- REQUIRED WORK -
Go through the data below and count every line that has the word "Result". Return only the count.
**** DATA UNDER STUDY ****
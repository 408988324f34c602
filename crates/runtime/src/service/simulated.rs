use std::{collections::HashMap, sync::Arc, time::Duration};

use async_trait::async_trait;
use time::OffsetDateTime;
use tokio::sync::Mutex;
use tokio::time::{sleep, Instant};

use super::{AcceptanceDecision, MatchmakingService, ServiceError};
use crate::event_log::InMemoryEventLog;
use crate::events::{EventRecord, MatchEventType};
use crate::ticket::{TicketDescription, TicketRequest, TicketStatus};

#[derive(Debug, Clone, Copy, PartialEq, Eq)]
pub struct SimulatedBehavior {
    pub search_delay: Duration,
    pub acceptance_required: bool,
    pub acceptance_timeout: Duration,
    /// Submissions beyond this count fail with a throttling error.
    pub max_submissions: Option<usize>,
}

impl Default for SimulatedBehavior {
    fn default() -> Self {
        Self {
            search_delay: Duration::from_secs(5),
            acceptance_required: false,
            acceptance_timeout: Duration::from_secs(10),
            max_submissions: None,
        }
    }
}

#[derive(Debug, Clone, PartialEq, Eq)]
pub struct RecordedDecision {
    pub ticket_id: String,
    pub player_ids: Vec<String>,
    pub decision: AcceptanceDecision,
}

#[derive(Debug)]
struct SimulatedTicket {
    pool_name: String,
    player_ids: Vec<String>,
    status: TicketStatus,
    start_time: OffsetDateTime,
    started: Instant,
    end_time: Option<OffsetDateTime>,
}

impl SimulatedTicket {
    // Wall time derived from the tokio clock so paused-time tests stay consistent.
    fn now(&self) -> OffsetDateTime {
        self.start_time + self.started.elapsed()
    }

    fn settle(&mut self, ticket_id: &str, status: TicketStatus) -> Option<EventRecord> {
        let end_time = self.now();
        self.status = status;
        self.end_time = Some(end_time);

        let event_type = match status {
            TicketStatus::Completed => MatchEventType::MatchmakingSucceeded,
            TicketStatus::Cancelled => MatchEventType::MatchmakingCancelled,
            TicketStatus::TimedOut => MatchEventType::MatchmakingTimedOut,
            TicketStatus::Failed => MatchEventType::MatchmakingFailed,
            _ => return None,
        };
        let elapsed = (end_time - self.start_time).as_seconds_f64();
        Some(EventRecord::new(ticket_id, event_type, elapsed))
    }

    fn describe(&self, ticket_id: &str) -> TicketDescription {
        TicketDescription {
            ticket_id: ticket_id.to_string(),
            pool_name: self.pool_name.clone(),
            status: self.status,
            start_time: self.start_time,
            end_time: self.end_time,
            player_ids: self.player_ids.clone(),
        }
    }
}

#[derive(Debug, Default)]
struct SimulatedState {
    tickets: HashMap<String, SimulatedTicket>,
    decisions: Vec<RecordedDecision>,
    submissions: usize,
}

/// In-process stand-in for the matchmaking service. Tickets move from
/// SEARCHING to COMPLETED (or through REQUIRES_ACCEPTANCE) on the tokio clock.
#[derive(Debug, Clone)]
pub struct SimulatedMatchmakingService {
    behavior: SimulatedBehavior,
    state: Arc<Mutex<SimulatedState>>,
    event_sink: Option<Arc<InMemoryEventLog>>,
}

impl SimulatedMatchmakingService {
    pub fn new(behavior: SimulatedBehavior) -> Self {
        Self {
            behavior,
            state: Arc::new(Mutex::new(SimulatedState::default())),
            event_sink: None,
        }
    }

    /// Terminal transitions are also published here, the way the real
    /// service's notification pipeline fills the event log.
    pub fn with_event_sink(mut self, sink: Arc<InMemoryEventLog>) -> Self {
        self.event_sink = Some(sink);
        self
    }

    pub async fn decisions(&self) -> Vec<RecordedDecision> {
        self.state.lock().await.decisions.clone()
    }

    pub async fn submissions(&self) -> usize {
        self.state.lock().await.submissions
    }

    pub async fn ticket_ids(&self) -> Vec<String> {
        let mut ids: Vec<String> = self.state.lock().await.tickets.keys().cloned().collect();
        ids.sort();
        ids
    }

    async fn progress(self, ticket_id: String) {
        sleep(self.behavior.search_delay).await;
        let record = {
            let mut state = self.state.lock().await;
            let Some(ticket) = state.tickets.get_mut(&ticket_id) else {
                return;
            };
            if ticket.status != TicketStatus::Searching {
                return;
            }
            if self.behavior.acceptance_required {
                ticket.status = TicketStatus::RequiresAcceptance;
                None
            } else {
                ticket.settle(&ticket_id, TicketStatus::Completed)
            }
        };
        if record.is_some() {
            self.publish(record).await;
            return;
        }

        sleep(self.behavior.acceptance_timeout).await;
        let record = {
            let mut state = self.state.lock().await;
            match state.tickets.get_mut(&ticket_id) {
                Some(ticket) if ticket.status == TicketStatus::RequiresAcceptance => {
                    ticket.settle(&ticket_id, TicketStatus::TimedOut)
                }
                _ => None,
            }
        };
        self.publish(record).await;
    }

    async fn publish(&self, record: Option<EventRecord>) {
        if let (Some(sink), Some(record)) = (&self.event_sink, record) {
            sink.append([record]).await;
        }
    }
}

#[async_trait]
impl MatchmakingService for SimulatedMatchmakingService {
    async fn start_matchmaking(&self, request: &TicketRequest) -> Result<String, ServiceError> {
        {
            let mut state = self.state.lock().await;
            if let Some(limit) = self.behavior.max_submissions {
                if state.submissions >= limit {
                    return Err(ServiceError::Api {
                        status: 503,
                        body: "submission rate exceeded".to_string(),
                    });
                }
            }
            state.submissions += 1;
            state.tickets.insert(
                request.ticket_id.clone(),
                SimulatedTicket {
                    pool_name: request.pool_name.clone(),
                    player_ids: request.player_ids(),
                    status: TicketStatus::Searching,
                    start_time: OffsetDateTime::now_utc(),
                    started: Instant::now(),
                    end_time: None,
                },
            );
        }

        tokio::spawn(self.clone().progress(request.ticket_id.clone()));
        Ok(request.ticket_id.clone())
    }

    async fn describe_ticket(&self, ticket_id: &str) -> Result<TicketDescription, ServiceError> {
        self.state
            .lock()
            .await
            .tickets
            .get(ticket_id)
            .map(|ticket| ticket.describe(ticket_id))
            .ok_or_else(|| ServiceError::UnknownTicket(ticket_id.to_string()))
    }

    async fn accept_match(
        &self,
        ticket_id: &str,
        player_ids: &[String],
        decision: AcceptanceDecision,
    ) -> Result<(), ServiceError> {
        let record = {
            let mut state = self.state.lock().await;
            state.decisions.push(RecordedDecision {
                ticket_id: ticket_id.to_string(),
                player_ids: player_ids.to_vec(),
                decision,
            });
            let ticket = state
                .tickets
                .get_mut(ticket_id)
                .ok_or_else(|| ServiceError::UnknownTicket(ticket_id.to_string()))?;
            if ticket.status != TicketStatus::RequiresAcceptance {
                return Err(ServiceError::Rejected(format!(
                    "ticket {ticket_id} is {}",
                    ticket.status.as_str()
                )));
            }
            let status = match decision {
                AcceptanceDecision::Accept => TicketStatus::Completed,
                AcceptanceDecision::Reject => TicketStatus::Cancelled,
            };
            ticket.settle(ticket_id, status)
        };
        self.publish(record).await;
        Ok(())
    }
}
****
- SOLUTION FOR THIS PROBLEM -
3